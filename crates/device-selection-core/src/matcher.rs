//! # Criteria Matcher
//!
//! Decides which services of a device type (or which variables of an import
//! type) satisfy one filter criterion.
//!
//! ## Aspect Rule
//!
//! A variable tagged `A_var` satisfies a requested aspect `A_req` iff
//! `A_req` is empty, or `A_var` lies in the subtree of `A_req`
//! (equal or descendant). Untagged variables only satisfy an empty request.
//!
//! When no service of the type has such a variable, variables tagged with
//! an ancestor of `A_req` are accepted instead (upward fallback). The
//! fallback is decided per device type, never per service.

use crate::aspect::AspectIndex;
use crate::function::{FunctionIndex, FunctionKind};
use crate::interaction::{self, Interaction};
use crate::primitives::{MAX_CONTENT_DEPTH, PATH_SEPARATOR};
use crate::{Content, ContentVariable, DeviceType, FilterCriterion, ImportType, Service};

/// Imports are streams: they behave like event services.
pub const IMPORT_INTERACTION: Interaction = Interaction::Event;

/// A variable that satisfied a criterion, with its dotted path.
#[derive(Debug, Clone)]
pub struct MatchedVariable<'a> {
    pub path: String,
    pub variable: &'a ContentVariable,
}

/// All matching variables of one service.
#[derive(Debug, Clone)]
pub struct ServiceMatch<'a> {
    pub service: &'a Service,
    pub variables: Vec<MatchedVariable<'a>>,
}

#[derive(Debug, Clone, Copy, PartialEq, Eq)]
enum AspectRule {
    /// Variable aspect equals or descends from the requested one.
    Subtree,
    /// Variable aspect is a strict ancestor of the requested one.
    Ancestor,
}

/// The payload trees a function is searched in.
pub(crate) fn contents_for(service: &Service, kind: FunctionKind) -> &[Content] {
    match kind {
        FunctionKind::Measuring => &service.outputs,
        FunctionKind::Controlling => &service.inputs,
        FunctionKind::Unknown => &[],
    }
}

/// Join a parent path and a variable name.
pub(crate) fn child_path(parent: &str, name: &str) -> String {
    if parent.is_empty() {
        name.to_string()
    } else {
        format!("{}{}{}", parent, PATH_SEPARATOR, name)
    }
}

/// Catalog snapshot the matcher reads.
#[derive(Debug, Clone, Copy)]
pub struct MatchContext<'a> {
    pub aspects: &'a AspectIndex,
    pub functions: &'a FunctionIndex,
}

impl<'a> MatchContext<'a> {
    #[must_use]
    pub fn new(aspects: &'a AspectIndex, functions: &'a FunctionIndex) -> Self {
        Self { aspects, functions }
    }

    /// Unknown functions and unknown aspects match nothing.
    fn is_resolvable(&self, criterion: &FilterCriterion) -> bool {
        !criterion.function_id.is_empty()
            && self.functions.contains(&criterion.function_id)
            && (criterion.aspect_id.is_empty() || self.aspects.contains(&criterion.aspect_id))
    }

    /// Services of `device_type` satisfying `criterion`, in declaration order.
    #[must_use]
    pub fn match_device_type<'d>(
        &self,
        device_type: &'d DeviceType,
        criterion: &FilterCriterion,
    ) -> Vec<ServiceMatch<'d>> {
        if !self.is_resolvable(criterion) {
            return Vec::new();
        }
        if !criterion.device_class_id.is_empty()
            && device_type.device_class_id != criterion.device_class_id
        {
            return Vec::new();
        }

        let kind = FunctionKind::of(&criterion.function_id);
        let candidates: Vec<&'d Service> = device_type
            .services
            .iter()
            .filter(|s| interaction::is_compatible(s.interaction, criterion.interaction))
            .collect();

        let direct = self.match_services(&candidates, kind, criterion, AspectRule::Subtree);
        if !direct.is_empty() || criterion.aspect_id.is_empty() {
            return direct;
        }
        self.match_services(&candidates, kind, criterion, AspectRule::Ancestor)
    }

    /// Variables of an import type's output satisfying `criterion`.
    #[must_use]
    pub fn match_import_type<'d>(
        &self,
        import_type: &'d ImportType,
        criterion: &FilterCriterion,
    ) -> Vec<MatchedVariable<'d>> {
        if !self.is_resolvable(criterion)
            || !criterion.device_class_id.is_empty()
            || !interaction::is_compatible(IMPORT_INTERACTION, criterion.interaction)
            || FunctionKind::of(&criterion.function_id) != FunctionKind::Measuring
        {
            return Vec::new();
        }

        let mut direct = Vec::new();
        self.walk(&import_type.output, "", 0, criterion, AspectRule::Subtree, &mut direct);
        if !direct.is_empty() || criterion.aspect_id.is_empty() {
            return direct;
        }
        let mut fallback = Vec::new();
        self.walk(&import_type.output, "", 0, criterion, AspectRule::Ancestor, &mut fallback);
        fallback
    }

    /// Whether `variable` directly satisfies `criterion` (no fallback).
    #[must_use]
    pub fn variable_matches(&self, variable: &ContentVariable, criterion: &FilterCriterion) -> bool {
        self.accepts(variable, criterion, AspectRule::Subtree)
    }

    fn match_services<'d>(
        &self,
        services: &[&'d Service],
        kind: FunctionKind,
        criterion: &FilterCriterion,
        rule: AspectRule,
    ) -> Vec<ServiceMatch<'d>> {
        services
            .iter()
            .filter_map(|&service| {
                let mut variables = Vec::new();
                for content in contents_for(service, kind) {
                    self.walk(&content.content_variable, "", 0, criterion, rule, &mut variables);
                }
                (!variables.is_empty()).then_some(ServiceMatch {
                    service,
                    variables,
                })
            })
            .collect()
    }

    fn walk<'d>(
        &self,
        variable: &'d ContentVariable,
        parent_path: &str,
        depth: usize,
        criterion: &FilterCriterion,
        rule: AspectRule,
        out: &mut Vec<MatchedVariable<'d>>,
    ) {
        if depth >= MAX_CONTENT_DEPTH {
            return;
        }
        let path = child_path(parent_path, &variable.name);
        if self.accepts(variable, criterion, rule) {
            out.push(MatchedVariable {
                path: path.clone(),
                variable,
            });
        }
        for child in &variable.sub_content_variables {
            self.walk(child, &path, depth + 1, criterion, rule, out);
        }
    }

    fn accepts(&self, variable: &ContentVariable, criterion: &FilterCriterion, rule: AspectRule) -> bool {
        variable.function_id == criterion.function_id
            && self
                .functions
                .accepts_characteristic(&criterion.function_id, &variable.characteristic_id)
            && self.aspect_accepts(&criterion.aspect_id, &variable.aspect_id, rule)
    }

    fn aspect_accepts(&self, requested: &str, actual: &str, rule: AspectRule) -> bool {
        if requested.is_empty() {
            return rule == AspectRule::Subtree;
        }
        if actual.is_empty() {
            return false;
        }
        match rule {
            AspectRule::Subtree => self.aspects.is_in_subtree(actual, requested),
            AspectRule::Ancestor => self.aspects.is_ancestor(actual, requested),
        }
    }
}

// =============================================================================
// TESTS
// =============================================================================

#[cfg(test)]
mod tests {
    use super::*;
    use crate::primitives::{CONTROLLING_FUNCTION_PREFIX, MEASURING_FUNCTION_PREFIX};
    use crate::{Aspect, Function};

    fn get_temp() -> String {
        format!("{}getTemperature", MEASURING_FUNCTION_PREFIX)
    }

    fn set_temp() -> String {
        format!("{}setTemperature", CONTROLLING_FUNCTION_PREFIX)
    }

    fn indexes() -> (AspectIndex, FunctionIndex) {
        let aspects = AspectIndex::build(&[Aspect::new("air", "Air").with_children(vec![
            Aspect::new("inside_air", "Inside Air"),
            Aspect::new("outside_air", "Outside Air"),
        ])]);
        let functions = FunctionIndex::build(
            &[
                Function {
                    id: get_temp(),
                    ..Function::default()
                },
                Function {
                    id: set_temp(),
                    ..Function::default()
                },
            ],
            &[],
        );
        (aspects, functions)
    }

    fn leaf(name: &str, function_id: &str, aspect_id: &str) -> ContentVariable {
        ContentVariable {
            name: name.into(),
            function_id: function_id.into(),
            aspect_id: aspect_id.into(),
            ..ContentVariable::default()
        }
    }

    fn service(id: &str, interaction: Interaction, output: Option<ContentVariable>, input: Option<ContentVariable>) -> Service {
        let wrap = |v: ContentVariable| Content {
            content_variable: v,
            ..Content::default()
        };
        Service {
            id: id.into(),
            local_id: id.into(),
            name: id.into(),
            interaction,
            protocol_id: String::new(),
            service_group_key: String::new(),
            inputs: input.into_iter().map(wrap).collect(),
            outputs: output.into_iter().map(wrap).collect(),
        }
    }

    fn device_type(services: Vec<Service>) -> DeviceType {
        DeviceType {
            id: "dt".into(),
            name: "DT".into(),
            device_class_id: "thermometer".into(),
            service_groups: vec![],
            services,
        }
    }

    #[test]
    fn subtree_match_accepts_descendant() {
        let (aspects, functions) = indexes();
        let ctx = MatchContext::new(&aspects, &functions);
        let dt = device_type(vec![service(
            "s1",
            Interaction::Request,
            Some(leaf("temperature", &get_temp(), "inside_air")),
            None,
        )]);

        let matches = ctx.match_device_type(&dt, &FilterCriterion::new(get_temp()).with_aspect("air"));
        assert_eq!(matches.len(), 1);
        assert_eq!(matches[0].variables[0].path, "temperature");
    }

    #[test]
    fn sibling_aspect_does_not_match() {
        let (aspects, functions) = indexes();
        let ctx = MatchContext::new(&aspects, &functions);
        let dt = device_type(vec![service(
            "s1",
            Interaction::Request,
            Some(leaf("temperature", &get_temp(), "inside_air")),
            None,
        )]);
        let c = FilterCriterion::new(get_temp()).with_aspect("outside_air");
        assert!(ctx.match_device_type(&dt, &c).is_empty());
    }

    #[test]
    fn upward_fallback_only_without_direct_match() {
        let (aspects, functions) = indexes();
        let ctx = MatchContext::new(&aspects, &functions);
        let generic = service("generic", Interaction::Request, None, Some(leaf("t", &set_temp(), "air")));
        let specific = service("specific", Interaction::Request, None, Some(leaf("t", &set_temp(), "inside_air")));

        let c = FilterCriterion::new(set_temp()).with_aspect("inside_air");

        let only_generic = device_type(vec![generic.clone()]);
        let m = ctx.match_device_type(&only_generic, &c);
        assert_eq!(m.len(), 1);
        assert_eq!(m[0].service.id, "generic");

        let both = device_type(vec![generic, specific]);
        let m = ctx.match_device_type(&both, &c);
        assert_eq!(m.len(), 1);
        assert_eq!(m[0].service.id, "specific");
    }

    #[test]
    fn untagged_variable_only_matches_empty_aspect() {
        let (aspects, functions) = indexes();
        let ctx = MatchContext::new(&aspects, &functions);
        let dt = device_type(vec![service("s", Interaction::Request, Some(leaf("t", &get_temp(), "")), None)]);
        assert_eq!(ctx.match_device_type(&dt, &FilterCriterion::new(get_temp())).len(), 1);
        assert!(ctx
            .match_device_type(&dt, &FilterCriterion::new(get_temp()).with_aspect("air"))
            .is_empty());
    }

    #[test]
    fn device_class_and_interaction_gates() {
        let (aspects, functions) = indexes();
        let ctx = MatchContext::new(&aspects, &functions);
        let dt = device_type(vec![service("s", Interaction::Event, Some(leaf("t", &get_temp(), "air")), None)]);

        let wrong_class = FilterCriterion::new(get_temp()).with_device_class("lamp");
        assert!(ctx.match_device_type(&dt, &wrong_class).is_empty());

        let wrong_interaction = FilterCriterion::new(get_temp()).with_interaction(Interaction::Request);
        assert!(ctx.match_device_type(&dt, &wrong_interaction).is_empty());

        let event = FilterCriterion::new(get_temp()).with_interaction(Interaction::Event);
        assert_eq!(ctx.match_device_type(&dt, &event).len(), 1);
    }

    #[test]
    fn controlling_functions_search_inputs_only() {
        let (aspects, functions) = indexes();
        let ctx = MatchContext::new(&aspects, &functions);
        let dt = device_type(vec![service("s", Interaction::Request, Some(leaf("t", &set_temp(), "")), None)]);
        assert!(ctx.match_device_type(&dt, &FilterCriterion::new(set_temp())).is_empty());
    }

    #[test]
    fn unknown_function_or_aspect_matches_nothing() {
        let (aspects, functions) = indexes();
        let ctx = MatchContext::new(&aspects, &functions);
        let unknown_fn = format!("{}getHumidity", MEASURING_FUNCTION_PREFIX);
        let dt = device_type(vec![service("s", Interaction::Request, Some(leaf("h", &unknown_fn, "")), None)]);
        assert!(ctx.match_device_type(&dt, &FilterCriterion::new(unknown_fn)).is_empty());

        let dt = device_type(vec![service("s", Interaction::Request, Some(leaf("t", &get_temp(), "mars")), None)]);
        assert!(ctx
            .match_device_type(&dt, &FilterCriterion::new(get_temp()).with_aspect("mars"))
            .is_empty());
    }

    #[test]
    fn import_types_match_measuring_outputs() {
        let (aspects, functions) = indexes();
        let ctx = MatchContext::new(&aspects, &functions);
        let import_type = ImportType {
            id: "it".into(),
            name: "Weather".into(),
            description: String::new(),
            output: ContentVariable {
                name: "output".into(),
                sub_content_variables: vec![ContentVariable {
                    name: "value".into(),
                    sub_content_variables: vec![leaf("temperature", &get_temp(), "outside_air")],
                    ..ContentVariable::default()
                }],
                ..ContentVariable::default()
            },
        };
        let m = ctx.match_import_type(&import_type, &FilterCriterion::new(get_temp()).with_aspect("air"));
        assert_eq!(m.len(), 1);
        assert_eq!(m[0].path, "output.value.temperature");

        let with_class = FilterCriterion::new(get_temp()).with_device_class("thermometer");
        assert!(ctx.match_import_type(&import_type, &with_class).is_empty());
    }
}
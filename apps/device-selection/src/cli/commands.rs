//! # CLI Command Implementations

use super::CliError;
use crate::api;
use crate::cache::Cache;
use crate::catalog::Catalog;
use crate::config::Config;
use crate::engine::Engine;
use crate::upstream::Upstream;
use crate::upstream::memory::{Fixtures, MemoryUpstream};
use device_selection_core::{FilterCriterion, Selectable, SelectionOptions};
use std::path::Path;
use std::sync::Arc;

/// Maximum fixtures file size (100 MB).
const MAX_FIXTURES_FILE_SIZE: u64 = 100 * 1024 * 1024;

// =============================================================================
// SERVE
// =============================================================================

pub async fn cmd_serve(mut config: Config, port: Option<u16>) -> Result<(), CliError> {
    if let Some(port) = port {
        config.api_port = port;
    }
    api::run_server(&config).await?;
    Ok(())
}

// =============================================================================
// OFFLINE CHECKS
// =============================================================================

/// Read and decode a fixtures file.
pub fn load_fixtures(path: &Path) -> Result<Fixtures, CliError> {
    let input_err = |reason: String| CliError::Input {
        path: path.to_path_buf(),
        reason,
    };
    let metadata = std::fs::metadata(path).map_err(|e| input_err(e.to_string()))?;
    if metadata.len() > MAX_FIXTURES_FILE_SIZE {
        return Err(input_err(format!(
            "file size {} bytes exceeds maximum allowed {} bytes",
            metadata.len(),
            MAX_FIXTURES_FILE_SIZE
        )));
    }
    let text = std::fs::read_to_string(path).map_err(|e| input_err(e.to_string()))?;
    Ok(serde_json::from_str(&text)?)
}

/// An engine over an in-memory catalog; no invalidation listener.
fn offline_engine(config: &Config, fixtures: Fixtures) -> Result<Engine, CliError> {
    let upstream = Upstream::from_single(Arc::new(MemoryUpstream::new(fixtures)));
    let catalog = Catalog::new(
        upstream,
        Cache::new(config.cache_config()?),
        config.max_parallel_upstream,
    );
    Ok(Engine::new(
        Arc::new(catalog),
        config.request_timeout(),
        config.max_parallel_upstream,
    ))
}

pub async fn cmd_check(
    config: &Config,
    fixtures: &Path,
    criteria: &str,
    token: &str,
    options: &SelectionOptions,
    json_mode: bool,
) -> Result<(), CliError> {
    let criteria: Vec<FilterCriterion> = serde_json::from_str(criteria)?;
    let engine = offline_engine(config, load_fixtures(fixtures)?)?;
    let selectables = engine.selectables(token, &criteria, options).await?;

    if json_mode {
        println!("{}", serde_json::to_string_pretty(&selectables)?);
    } else {
        print!("{}", render_selectables(&selectables));
    }
    Ok(())
}

pub async fn cmd_group_criteria(
    config: &Config,
    fixtures: &Path,
    device_ids: &[String],
    token: &str,
    json_mode: bool,
) -> Result<(), CliError> {
    let engine = offline_engine(config, load_fixtures(fixtures)?)?;
    let criteria = engine.device_group_criteria(token, device_ids).await?;

    if json_mode {
        println!("{}", serde_json::to_string_pretty(&criteria)?);
    } else if criteria.is_empty() {
        println!("No shared criteria");
    } else {
        for c in &criteria {
            let interaction = c.interaction.map(|i| i.to_string()).unwrap_or_default();
            println!(
                "{:<14} {} aspect={} class={}",
                interaction, c.function_id, c.aspect_id, c.device_class_id
            );
        }
    }
    Ok(())
}

pub fn cmd_config(config: &Config) -> Result<(), CliError> {
    println!("{}", serde_json::to_string_pretty(config)?);
    Ok(())
}

// =============================================================================
// TEXT OUTPUT
// =============================================================================

/// One block per selectable: kind, name and id, then one line per path.
#[must_use]
pub fn render_selectables(selectables: &[Selectable]) -> String {
    if selectables.is_empty() {
        return "No matches\n".to_string();
    }
    let mut out = String::new();
    for s in selectables {
        let kind = match s {
            Selectable::Device { .. } => "device",
            Selectable::DeviceGroup { .. } => "group",
            Selectable::Import { .. } => "import",
        };
        out.push_str(&format!("{:<7} {} ({})\n", kind, s.display_name(), s.id()));
        for (service_id, options) in s.service_path_options().into_iter().flatten() {
            for option in options {
                out.push_str(&format!("        {} {}", service_id, option.path));
                if !option.aspect_node.id.is_empty() {
                    out.push_str(&format!(" [{}]", option.aspect_node.id));
                }
                out.push('\n');
                for configurable in &option.configurables {
                    out.push_str(&format!(
                        "          set {} = {}\n",
                        configurable.path, configurable.value
                    ));
                }
            }
        }
    }
    out
}

// =============================================================================
// TESTS
// =============================================================================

======

- WHAT IS BEING ASKED -
Each line of the records above, from the first through the one containing "(upward fallback). The", is to be retyped exactly; no other line belongs.

- OUTPUT OF THE TASK -
filename crates/device-selection-core/src/matcher.rs
//! # Criteria Matcher
//!
//! Decides which services of a device type (or which variables of an import
//! type) satisfy one filter criterion.
//!
//! ## Aspect Rule
//!
//! A variable tagged `A_var` satisfies a requested aspect `A_req` iff
//! `A_req` is empty, or `A_var` lies in the subtree of `A_req`
//! (equal or descendant). Untagged variables only satisfy an empty request.
//!
//! When no service of the type has such a variable, variables tagged with
//! an ancestor of `A_req` are accepted instead (upward fallback). The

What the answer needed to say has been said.